** Problem **
Check each line of the material, and show the ones that include the word "clone".

** Excerpted data **
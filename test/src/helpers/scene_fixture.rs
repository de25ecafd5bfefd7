use std::sync::Arc;

use scenesync_bridge::{
    BridgeConfig, ComponentBridge, ComponentRegistry, FrameDriver, FrameGate, GateOwner,
    SceneShared, ScenePort, SchemaError,
};
use scenesync_shared::{ComponentId, PayloadPool};

use crate::test_world::TestWorld;

pub const TRANSFORM_COMPONENT: ComponentId = 1;
pub const MESH_COMPONENT: ComponentId = 2;
pub const POINTER_EVENTS_COMPONENT: ComponentId = 3;
/// Registered with a decoder that insists on 4-byte payloads
pub const TAG_COMPONENT: ComponentId = 4;

fn four_bytes(data: &[u8]) -> Result<(), SchemaError> {
    if data.len() != 4 {
        return Err(SchemaError::UnexpectedLength {
            expected: 4,
            actual: data.len(),
        });
    }
    Ok(())
}

pub fn test_registry() -> ComponentRegistry<TestWorld> {
    let mut registry = ComponentRegistry::new();
    registry
        .register(TRANSFORM_COMPONENT, ComponentBridge::passthrough("Transform"))
        .expect("fresh registry");
    registry
        .register(MESH_COMPONENT, ComponentBridge::passthrough("MeshRenderer"))
        .expect("fresh registry");
    registry
        .register(
            POINTER_EVENTS_COMPONENT,
            ComponentBridge::passthrough("PointerEventsResult"),
        )
        .expect("fresh registry");
    registry
        .register(TAG_COMPONENT, ComponentBridge::validated("Tag", four_bytes))
        .expect("fresh registry");
    registry
}

/// One renderer, one world and any number of scenes sharing a gate
pub struct TestHarness {
    pub config: BridgeConfig,
    pub gate: Arc<FrameGate>,
    pub pool: Arc<PayloadPool>,
    pub world: TestWorld,
    pub driver: FrameDriver<TestWorld>,
}

impl TestHarness {
    pub fn new(config: BridgeConfig) -> Self {
        let gate = Arc::new(FrameGate::new(config.gate.clone()));
        let pool = Arc::new(PayloadPool::new());
        let driver = FrameDriver::new(
            GateOwner::renderer(0, "renderer"),
            gate.clone(),
            Arc::new(test_registry()),
            pool.clone(),
            &config,
        );
        Self {
            config,
            gate,
            pool,
            world: TestWorld::new(),
            driver,
        }
    }

    /// Attaches a scene and hands back its port
    pub fn add_scene(&mut self, id: u64) -> ScenePort {
        let shared = SceneShared::new(
            GateOwner::scene(id, format!("scene-{}", id)),
            self.gate.clone(),
            self.pool.clone(),
            &self.config,
        );
        self.driver.attach_scene(shared.clone());
        ScenePort::new(shared)
    }

    /// begin_frame + end_frame with nothing in between
    pub fn run_frame(&mut self) {
        self.driver
            .begin_frame(&mut self.world)
            .expect("renderer takes the gate");
        self.driver.end_frame(&self.world);
    }
}

impl Default for TestHarness {
    fn default() -> Self {
        Self::new(BridgeConfig::default())
    }
}
/// INTEGRATION TESTS: scene threads and the renderer sharing the frame gate
use std::{
    thread,
    time::{Duration, Instant},
};

use scenesync_bridge::{AcquireOutcome, BridgeConfig, BridgeError, GateConfig, GateMode};
use scenesync_shared::BatchKind;
use scenesync_test::{
    assert_component, build_batch, read_batch, scene_entity, TestHarness, TestMessageBuilder,
    TRANSFORM_COMPONENT,
};

fn init_logger() {
    env_logger::builder()
        .filter_level(log::LevelFilter::Debug)
        .is_test(true)
        .try_init()
        .ok();
}

fn wait_for(mut condition: impl FnMut() -> bool) {
    let deadline = Instant::now() + Duration::from_secs(5);
    while !condition() {
        assert!(Instant::now() < deadline, "condition never became true");
        thread::sleep(Duration::from_millis(1));
    }
}

#[test]
fn scene_blocks_until_renderer_ends_frame() {
    init_logger();
    let mut harness = TestHarness::default();
    let port = harness.add_scene(1);
    let entity = scene_entity(512);

    harness.driver.begin_frame(&mut harness.world).unwrap();
    assert!(harness.driver.is_in_frame());

    let scene = thread::spawn(move || {
        let batch = build_batch(
            BatchKind::Crdt,
            &[TestMessageBuilder::new(entity)
                .component(TRANSFORM_COMPONENT)
                .timestamp(1)
                .put(&[9])],
        );
        port.send_to_renderer(&batch)
    });

    let gate = harness.gate.clone();
    wait_for(|| gate.waiting() == 1);
    assert!(!scene.is_finished());
    assert!(harness.world.object_for(entity).is_none());

    harness.driver.end_frame(&harness.world);
    let response = scene.join().unwrap().unwrap();
    let (kind, messages) = read_batch(&response);
    assert_eq!(kind, BatchKind::Crdt);
    assert!(messages.is_empty());

    harness.run_frame();
    assert_component!(harness.world, entity, TRANSFORM_COMPONENT, [9]);
}

#[test]
fn reject_mode_refuses_scene_during_frame() {
    let mut harness = TestHarness::new(BridgeConfig {
        gate: GateConfig {
            mode: GateMode::Reject,
            max_wait: None,
        },
        ..Default::default()
    });
    let port = harness.add_scene(1);

    harness.driver.begin_frame(&mut harness.world).unwrap();
    let error = port
        .send_to_renderer(&[BatchKind::Crdt.to_u8()])
        .unwrap_err();
    assert!(matches!(
        error,
        BridgeError::GateUnavailable {
            outcome: AcquireOutcome::Rejected,
            ..
        }
    ));
    assert_eq!(
        format!("{}", error),
        "Frame gate could not be acquired by `scene-1#1`: Rejected"
    );

    harness.driver.end_frame(&harness.world);
    assert!(port.send_to_renderer(&[BatchKind::Crdt.to_u8()]).is_ok());
}

#[test]
fn bounded_wait_times_out() {
    let mut harness = TestHarness::new(BridgeConfig {
        gate: GateConfig {
            mode: GateMode::Block,
            max_wait: Some(Duration::from_millis(20)),
        },
        ..Default::default()
    });
    let port = harness.add_scene(1);

    harness.driver.begin_frame(&mut harness.world).unwrap();
    let started = Instant::now();
    let result = port.get_state();
    assert!(started.elapsed() >= Duration::from_millis(20));
    assert!(matches!(
        result,
        Err(BridgeError::GateUnavailable {
            outcome: AcquireOutcome::TimedOut,
            ..
        })
    ));
    assert_eq!(harness.gate.waiting(), 0);
    harness.driver.end_frame(&harness.world);
}

#[test]
fn renderer_is_refused_a_second_frame_while_scene_holds_gate() {
    let mut harness = TestHarness::new(BridgeConfig {
        gate: GateConfig {
            mode: GateMode::Reject,
            max_wait: None,
        },
        ..Default::default()
    });
    let port = harness.add_scene(1);

    let scene_owner = port.shared().owner().clone();
    let guard = harness.gate.lock(&scene_owner).unwrap();
    assert_eq!(
        harness.driver.begin_frame(&mut harness.world).unwrap_err(),
        AcquireOutcome::Rejected
    );
    assert!(!harness.driver.is_in_frame());
    drop(guard);

    assert!(harness.driver.begin_frame(&mut harness.world).is_ok());
    harness.driver.end_frame(&harness.world);
}

#[test]
fn concurrent_scenes_converge_on_latest_writes() {
    init_logger();
    const WRITES: u32 = 40;

    let mut harness = TestHarness::default();
    let scenes: Vec<_> = (1..=3).map(|id| harness.add_scene(id)).collect();

    let threads: Vec<_> = scenes
        .into_iter()
        .enumerate()
        .map(|(index, port)| {
            thread::spawn(move || {
                let entity = scene_entity(512 + index as u16);
                for timestamp in 1..=WRITES {
                    let batch = build_batch(
                        BatchKind::Crdt,
                        &[TestMessageBuilder::new(entity)
                            .component(TRANSFORM_COMPONENT)
                            .timestamp(timestamp)
                            .put(&timestamp.to_le_bytes())],
                    );
                    port.send_to_renderer(&batch).unwrap();
                }
            })
        })
        .collect();

    while threads.iter().any(|scene| !scene.is_finished()) {
        harness.run_frame();
        thread::yield_now();
    }
    for scene in threads {
        scene.join().unwrap();
    }
    harness.run_frame();

    for index in 0..3u16 {
        assert_component!(
            harness.world,
            scene_entity(512 + index),
            TRANSFORM_COMPONENT,
            WRITES.to_le_bytes()
        );
    }
    assert!(!harness.gate.is_locked());
}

** Result for this task **
        let gate = Arc::new(FrameGate::new(config.gate.clone()));
            gate.clone(),
            pool.clone(),
            self.gate.clone(),
            self.pool.clone(),
        self.driver.attach_scene(shared.clone());
    let gate = harness.gate.clone();
    let scene_owner = port.shared().owner().clone();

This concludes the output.